Mi domando spesso cosa significa essere madre. Provo a immaginarlo o a intuirlo dalle parole di chi lo è. Le ascolto le mamme mentre le loro vite vengono travolte da poppate, sveglie notturne, nuovi orari. Le ascolto e provo a convincerle che, come diceva il poeta, un figlio è come la freccia lanciata da un arco, che deve crescere indipendente, che è necessario lasciare perché la sua personalità venga fuori... Facile in teoria, vero? 
 
Forse pensiamo troppo. E organizziamo troppo e programmiamo troppo. Forse proprio perché stiamo troppo 'sulla testa' facciamo sempre meno figli.
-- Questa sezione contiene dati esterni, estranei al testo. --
//! HTTP probing, redirect resolution and result-set persistence.

use std::collections::HashMap;
use std::fmt;
use std::path::{Path, PathBuf};
use std::sync::Arc;
use std::time::Duration;

use anyhow::Context;
use async_trait::async_trait;
use reqwest::{header, redirect, StatusCode};
use sitecheck_core::{ComparisonRecord, Resolution, ResultSet, MAX_REDIRECT_HOPS};
use thiserror::Error;
use tokio::fs;
use tokio::io::AsyncWriteExt;
use tokio::sync::{Mutex, RwLock};
use tracing::{debug, info_span, warn, Instrument};
use url::Url;
use uuid::Uuid;

pub const CRATE_NAME: &str = "sitecheck-storage";

/// Logical key of the main (source → target) result set.
pub const MAIN_RESULTS_KEY: &str = "sitemap-results.json";
/// Logical key of the reverse (target → source) result set.
pub const NEW_PAGES_RESULTS_KEY: &str = "new-pages-results.json";

#[derive(Debug, Clone)]
pub struct HttpClientConfig {
    pub timeout: Duration,
    pub user_agent: Option<String>,
}

impl Default for HttpClientConfig {
    fn default() -> Self {
        Self {
            timeout: Duration::from_secs(120),
            user_agent: None,
        }
    }
}

#[derive(Debug, Clone)]
pub struct FetchedResponse {
    pub status: StatusCode,
    pub final_url: String,
    pub body: String,
}

/// Header-only probe result for a single hop.
#[derive(Debug, Clone)]
pub struct Probe {
    pub status: StatusCode,
    pub location: Option<String>,
}

#[derive(Debug, Error)]
pub enum FetchError {
    #[error("request failed: {0}")]
    Request(#[from] reqwest::Error),
    #[error("http status {status} for {url}")]
    HttpStatus { status: u16, url: String },
}

/// Two reqwest clients sharing one configuration: `client` follows redirects for
/// body fetches, `probe_client` never does so hops can be counted.
#[derive(Debug, Clone)]
pub struct HttpFetcher {
    client: reqwest::Client,
    probe_client: reqwest::Client,
}

impl HttpFetcher {
    pub fn new(config: HttpClientConfig) -> anyhow::Result<Self> {
        let client = Self::builder(&config)
            .redirect(redirect::Policy::limited(MAX_REDIRECT_HOPS as usize))
            .build()
            .context("building reqwest client")?;
        let probe_client = Self::builder(&config)
            .redirect(redirect::Policy::none())
            .build()
            .context("building reqwest probe client")?;
        Ok(Self {
            client,
            probe_client,
        })
    }

    fn builder(config: &HttpClientConfig) -> reqwest::ClientBuilder {
        let mut builder = reqwest::Client::builder()
            .gzip(true)
            .brotli(true)
            .timeout(config.timeout);
        if let Some(user_agent) = &config.user_agent {
            builder = builder.user_agent(user_agent.clone());
        }
        builder
    }

    /// GET `url` following redirects. Non-2xx answers are errors.
    pub async fn fetch_text(&self, url: &str) -> Result<FetchedResponse, FetchError> {
        let resp = self.client.get(url).send().await?;
        let status = resp.status();
        let final_url = resp.url().to_string();
        if !status.is_success() {
            return Err(FetchError::HttpStatus {
                status: status.as_u16(),
                url: final_url,
            });
        }
        let body = resp.text().await?;
        Ok(FetchedResponse {
            status,
            final_url,
            body,
        })
    }

    /// HEAD `url` without following redirects.
    pub async fn probe(&self, url: &str) -> Result<Probe, reqwest::Error> {
        let resp = self.probe_client.head(url).send().await?;
        let location = resp
            .headers()
            .get(header::LOCATION)
            .and_then(|v| v.to_str().ok())
            .map(str::to_string);
        Ok(Probe {
            status: resp.status(),
            location,
        })
    }

    /// Follow redirects from `url` up to [`MAX_REDIRECT_HOPS`].
    ///
    /// Any transport failure at any hop yields [`Resolution::unreachable`] for the
    /// original URL. A redirect without a usable `Location` stops the walk and its
    /// own status is returned as the terminal answer.
    pub async fn resolve_redirects(&self, url: &str) -> Resolution {
        let span = info_span!("resolve_redirects", url);
        async {
            match self.follow_redirects(url).await {
                Ok(resolution) => {
                    debug!(
                        status = resolution.status,
                        hops = resolution.hops,
                        final_url = %resolution.final_url,
                        "resolved"
                    );
                    resolution
                }
                Err(err) => {
                    debug!(error = %err, "unreachable");
                    Resolution::unreachable(url)
                }
            }
        }
        .instrument(span)
        .await
    }

    async fn follow_redirects(&self, url: &str) -> Result<Resolution, reqwest::Error> {
        let mut current = url.to_string();
        let mut probe = self.probe(&current).await?;
        let mut hops = 0u32;

        while probe.status.is_redirection() && hops < MAX_REDIRECT_HOPS {
            hops += 1;
            let Some(next) = probe
                .location
                .as_deref()
                .and_then(|location| next_location(&current, location))
            else {
                break;
            };
            current = next;
            probe = self.probe(&current).await?;
        }

        Ok(Resolution {
            status: probe.status.as_u16(),
            final_url: current,
            hops,
        })
    }
}

/// Resolve a `Location` header (absolute or relative) against the URL that returned it.
pub fn next_location(current: &str, location: &str) -> Option<String> {
    let base = Url::parse(current).ok()?;
    base.join(location).ok().map(|u| u.to_string())
}

#[derive(Debug, Error)]
pub enum BlobStoreError {
    #[error("invalid blob key {0:?}")]
    InvalidKey(String),
    #[error("blob {key}: {source}")]
    Io {
        key: String,
        #[source]
        source: std::io::Error,
    },
}

/// Flat key → bytes medium behind the result cache.
#[async_trait]
pub trait BlobStore: Send + Sync + fmt::Debug {
    async fn get(&self, key: &str) -> Result<Option<Vec<u8>>, BlobStoreError>;
    async fn put(&self, key: &str, bytes: &[u8]) -> Result<(), BlobStoreError>;
    /// Deleting an absent key is not an error.
    async fn delete(&self, key: &str) -> Result<(), BlobStoreError>;
    async fn exists(&self, key: &str) -> Result<bool, BlobStoreError>;
}

/// One file per key under `root`.
#[derive(Debug, Clone)]
pub struct FsBlobStore {
    root: PathBuf,
}

impl FsBlobStore {
    pub fn new(root: impl Into<PathBuf>) -> Self {
        Self { root: root.into() }
    }

    pub fn root(&self) -> &Path {
        &self.root
    }

    fn path_for(&self, key: &str) -> Result<PathBuf, BlobStoreError> {
        let valid = !key.is_empty()
            && key != "."
            && key != ".."
            && !key.contains(['/', '\\'])
            && !key.starts_with('.');
        if !valid {
            return Err(BlobStoreError::InvalidKey(key.to_string()));
        }
        Ok(self.root.join(key))
    }
}

fn io_err(key: &str) -> impl FnOnce(std::io::Error) -> BlobStoreError + '_ {
    move |source| BlobStoreError::Io {
        key: key.to_string(),
        source,
    }
}

#[async_trait]
impl BlobStore for FsBlobStore {
    async fn get(&self, key: &str) -> Result<Option<Vec<u8>>, BlobStoreError> {
        let path = self.path_for(key)?;
        match fs::read(&path).await {
            Ok(bytes) => Ok(Some(bytes)),
            Err(err) if err.kind() == std::io::ErrorKind::NotFound => Ok(None),
            Err(err) => Err(io_err(key)(err)),
        }
    }

    /// Writes a temp file next to the target and renames it into place.
    async fn put(&self, key: &str, bytes: &[u8]) -> Result<(), BlobStoreError> {
        let path = self.path_for(key)?;
        fs::create_dir_all(&self.root).await.map_err(io_err(key))?;

        let temp_path = self
            .root
            .join(format!(".{}.{}.tmp", Uuid::new_v4(), bytes.len()));
        let mut file = fs::OpenOptions::new()
            .create_new(true)
            .write(true)
            .open(&temp_path)
            .await
            .map_err(io_err(key))?;
        let written = async {
            file.write_all(bytes).await?;
            file.flush().await?;
            file.sync_all().await
        }
        .await;
        drop(file);

        if let Err(err) = written {
            let _ = fs::remove_file(&temp_path).await;
            return Err(io_err(key)(err));
        }

        if let Err(err) = fs::rename(&temp_path, &path).await {
            let _ = fs::remove_file(&temp_path).await;
            return Err(io_err(key)(err));
        }
        Ok(())
    }

    async fn delete(&self, key: &str) -> Result<(), BlobStoreError> {
        let path = self.path_for(key)?;
        match fs::remove_file(&path).await {
            Ok(()) => Ok(()),
            Err(err) if err.kind() == std::io::ErrorKind::NotFound => Ok(()),
            Err(err) => Err(io_err(key)(err)),
        }
    }

    async fn exists(&self, key: &str) -> Result<bool, BlobStoreError> {
        let path = self.path_for(key)?;
        fs::try_exists(&path).await.map_err(io_err(key))
    }
}

#[derive(Debug, Default)]
pub struct MemoryBlobStore {
    blobs: RwLock<HashMap<String, Vec<u8>>>,
}

impl MemoryBlobStore {
    pub fn new() -> Self {
        Self::default()
    }
}

#[async_trait]
impl BlobStore for MemoryBlobStore {
    async fn get(&self, key: &str) -> Result<Option<Vec<u8>>, BlobStoreError> {
        Ok(self.blobs.read().await.get(key).cloned())
    }

    async fn put(&self, key: &str, bytes: &[u8]) -> Result<(), BlobStoreError> {
        self.blobs
            .write()
            .await
            .insert(key.to_string(), bytes.to_vec());
        Ok(())
    }

    async fn delete(&self, key: &str) -> Result<(), BlobStoreError> {
        self.blobs.write().await.remove(key);
        Ok(())
    }

    async fn exists(&self, key: &str) -> Result<bool, BlobStoreError> {
        Ok(self.blobs.read().await.contains_key(key))
    }
}

#[derive(Debug, Error)]
enum CacheError {
    #[error(transparent)]
    Store(#[from] BlobStoreError),
    #[error("decoding cached result set: {0}")]
    Decode(#[from] serde_json::Error),
}

/// Best-effort persisted [`ResultSet`] under one key.
///
/// Every operation, reads included, holds the lock for its whole duration.
#[derive(Debug, Clone)]
pub struct ResultCache {
    store: Arc<dyn BlobStore>,
    key: &'static str,
    lock: Arc<Mutex<()>>,
}

impl ResultCache {
    pub fn new(store: Arc<dyn BlobStore>, key: &'static str) -> Self {
        Self::with_lock(store, key, Arc::new(Mutex::new(())))
    }

    fn with_lock(store: Arc<dyn BlobStore>, key: &'static str, lock: Arc<Mutex<()>>) -> Self {
        Self { store, key, lock }
    }

    pub fn key(&self) -> &'static str {
        self.key
    }

    /// `None` when nothing was saved or the read failed.
    pub async fn load(&self) -> Option<ResultSet> {
        let _guard = self.lock.lock().await;
        match self.read_locked().await {
            Ok(set) => set,
            Err(err) => {
                warn!(key = self.key, error = %err, "reading result cache failed; treating as empty");
                None
            }
        }
    }

    /// Replace the persisted set with `results`, stamped now. Failures are logged and dropped.
    pub async fn save(&self, results: &[ComparisonRecord]) {
        let _guard = self.lock.lock().await;
        self.write_locked(results).await;
    }

    pub async fn clear(&self) {
        let _guard = self.lock.lock().await;
        self.delete_locked().await;
    }

    /// Read-modify-write of the whole set under a single lock acquisition.
    /// A missing or unreadable set starts out empty.
    pub async fn modify<R>(&self, f: impl FnOnce(&mut Vec<ComparisonRecord>) -> R) -> R {
        let _guard = self.lock.lock().await;
        let mut results = match self.read_locked().await {
            Ok(Some(set)) => set.results,
            Ok(None) => Vec::new(),
            Err(err) => {
                warn!(key = self.key, error = %err, "reading result cache failed; rebuilding");
                Vec::new()
            }
        };
        let out = f(&mut results);
        self.write_locked(&results).await;
        out
    }

    async fn read_locked(&self) -> Result<Option<ResultSet>, CacheError> {
        let Some(bytes) = self.store.get(self.key).await? else {
            return Ok(None);
        };
        Ok(Some(serde_json::from_slice(&bytes)?))
    }

    async fn delete_locked(&self) {
        if let Err(err) = self.store.delete(self.key).await {
            warn!(key = self.key, error = %err, "clearing result cache failed");
        }
    }

    async fn write_locked(&self, results: &[ComparisonRecord]) {
        let set = ResultSet::stamped_now(results.to_vec());
        let bytes = match serde_json::to_vec_pretty(&set) {
            Ok(bytes) => bytes,
            Err(err) => {
                warn!(key = self.key, error = %err, "serializing result set failed");
                return;
            }
        };
        if let Err(err) = self.store.put(self.key, &bytes).await {
            warn!(key = self.key, error = %err, "saving result cache failed");
        }
    }
}

/// Main and new-pages caches over one medium, sharing one lock.
#[derive(Debug, Clone)]
pub struct ResultCaches {
    pub main: ResultCache,
    pub new_pages: ResultCache,
}

impl ResultCaches {
    pub fn new(store: Arc<dyn BlobStore>) -> Self {
        let lock = Arc::new(Mutex::new(()));
        Self {
            main: ResultCache::with_lock(store.clone(), MAIN_RESULTS_KEY, lock.clone()),
            new_pages: ResultCache::with_lock(store, NEW_PAGES_RESULTS_KEY, lock),
        }
    }

    pub fn in_memory() -> Self {
        Self::new(Arc::new(MemoryBlobStore::new()))
    }

    pub fn on_disk(root: impl Into<PathBuf>) -> Self {
        Self::new(Arc::new(FsBlobStore::new(root)))
    }

    /// Deletes both sets inside one acquisition of the shared lock.
    pub async fn clear_all(&self) {
        let _guard = self.main.lock.lock().await;
        self.main.delete_locked().await;
        self.new_pages.delete_locked().await;
    }
}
Ma si può essere madri prima di essere persone piene? Potrei io essere madre davvero?  
 
Poi penso a mia madre che mi ha ospitata per nove mesi. E a quell'istante infinitesimale di tempo nel quale, se non si fossero incontrate quelle due unità uniche, non sarei qui io adesso. Magari se fosse passato un solo secondo in più ci sarebbe stata un'altra persona sulla terra a respirare… 
 
È un miracolo la vita, di cui dovremmo essere grati sempre. Come dovremmo amare, anche se fosse solo per questo motivo, chi ha avuto il coraggio di metterci al mondo e di scoprire cosa significa incrociare l'innocenza totale dello sguardo di qualcuno che vede una persona per la prima volta in vita sua.